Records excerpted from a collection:

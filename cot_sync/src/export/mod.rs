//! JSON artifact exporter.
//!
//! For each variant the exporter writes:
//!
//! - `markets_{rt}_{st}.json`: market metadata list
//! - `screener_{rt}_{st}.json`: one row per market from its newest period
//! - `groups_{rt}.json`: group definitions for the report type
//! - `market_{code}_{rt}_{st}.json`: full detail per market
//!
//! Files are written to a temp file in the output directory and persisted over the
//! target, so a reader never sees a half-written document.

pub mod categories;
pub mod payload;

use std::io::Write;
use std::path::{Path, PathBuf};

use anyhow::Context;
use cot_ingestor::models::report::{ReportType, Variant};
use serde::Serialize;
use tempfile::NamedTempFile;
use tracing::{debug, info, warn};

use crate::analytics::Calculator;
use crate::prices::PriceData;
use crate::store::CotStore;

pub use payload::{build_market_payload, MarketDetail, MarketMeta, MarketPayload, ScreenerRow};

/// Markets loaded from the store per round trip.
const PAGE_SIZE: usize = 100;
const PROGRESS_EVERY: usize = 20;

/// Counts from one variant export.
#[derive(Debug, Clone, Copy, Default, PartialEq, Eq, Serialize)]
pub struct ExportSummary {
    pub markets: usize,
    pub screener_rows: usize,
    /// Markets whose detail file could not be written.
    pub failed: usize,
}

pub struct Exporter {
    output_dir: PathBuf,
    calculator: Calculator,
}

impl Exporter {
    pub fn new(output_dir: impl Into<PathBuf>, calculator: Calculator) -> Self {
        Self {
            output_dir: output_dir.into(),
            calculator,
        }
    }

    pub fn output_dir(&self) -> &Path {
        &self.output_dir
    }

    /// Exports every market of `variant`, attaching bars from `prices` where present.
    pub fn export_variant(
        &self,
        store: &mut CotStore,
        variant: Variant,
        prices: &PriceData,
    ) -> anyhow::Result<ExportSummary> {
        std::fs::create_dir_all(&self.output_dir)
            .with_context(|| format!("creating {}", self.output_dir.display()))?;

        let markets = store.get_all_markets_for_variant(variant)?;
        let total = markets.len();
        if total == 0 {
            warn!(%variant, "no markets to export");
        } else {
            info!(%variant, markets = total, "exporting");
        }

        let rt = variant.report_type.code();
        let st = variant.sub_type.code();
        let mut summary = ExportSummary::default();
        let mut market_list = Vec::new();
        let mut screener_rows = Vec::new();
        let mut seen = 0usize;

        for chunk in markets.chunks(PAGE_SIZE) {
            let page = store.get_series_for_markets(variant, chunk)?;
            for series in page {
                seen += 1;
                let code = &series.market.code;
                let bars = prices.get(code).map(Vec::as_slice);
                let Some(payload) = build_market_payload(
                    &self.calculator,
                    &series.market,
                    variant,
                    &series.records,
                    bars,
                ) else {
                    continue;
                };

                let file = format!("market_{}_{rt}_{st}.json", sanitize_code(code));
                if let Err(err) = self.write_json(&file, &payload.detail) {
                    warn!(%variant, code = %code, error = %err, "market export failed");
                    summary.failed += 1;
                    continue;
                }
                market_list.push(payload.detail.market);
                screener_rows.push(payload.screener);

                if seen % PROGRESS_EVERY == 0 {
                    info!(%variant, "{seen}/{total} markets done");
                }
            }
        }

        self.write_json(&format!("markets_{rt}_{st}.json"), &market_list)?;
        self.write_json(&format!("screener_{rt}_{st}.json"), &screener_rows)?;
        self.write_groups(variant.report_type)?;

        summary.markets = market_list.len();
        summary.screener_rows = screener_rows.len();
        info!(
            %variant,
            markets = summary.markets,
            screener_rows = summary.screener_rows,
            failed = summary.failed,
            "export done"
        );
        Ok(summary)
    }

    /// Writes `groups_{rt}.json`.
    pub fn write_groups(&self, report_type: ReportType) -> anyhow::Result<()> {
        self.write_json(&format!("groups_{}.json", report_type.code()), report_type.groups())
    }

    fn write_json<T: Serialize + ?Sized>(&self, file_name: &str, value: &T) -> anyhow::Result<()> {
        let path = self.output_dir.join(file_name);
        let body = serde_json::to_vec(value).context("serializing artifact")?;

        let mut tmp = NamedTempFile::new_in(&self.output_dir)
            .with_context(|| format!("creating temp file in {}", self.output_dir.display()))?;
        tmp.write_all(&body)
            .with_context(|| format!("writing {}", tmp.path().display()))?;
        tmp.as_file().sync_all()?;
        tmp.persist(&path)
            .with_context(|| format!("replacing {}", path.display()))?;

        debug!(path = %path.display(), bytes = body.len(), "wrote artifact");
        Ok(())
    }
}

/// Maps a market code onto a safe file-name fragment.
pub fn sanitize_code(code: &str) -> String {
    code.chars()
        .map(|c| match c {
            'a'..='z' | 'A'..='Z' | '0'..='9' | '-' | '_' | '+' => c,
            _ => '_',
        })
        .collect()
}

Directions:
Report how many lines of the entries include the word "value", and let the number stand alone.

Solution to this task:
2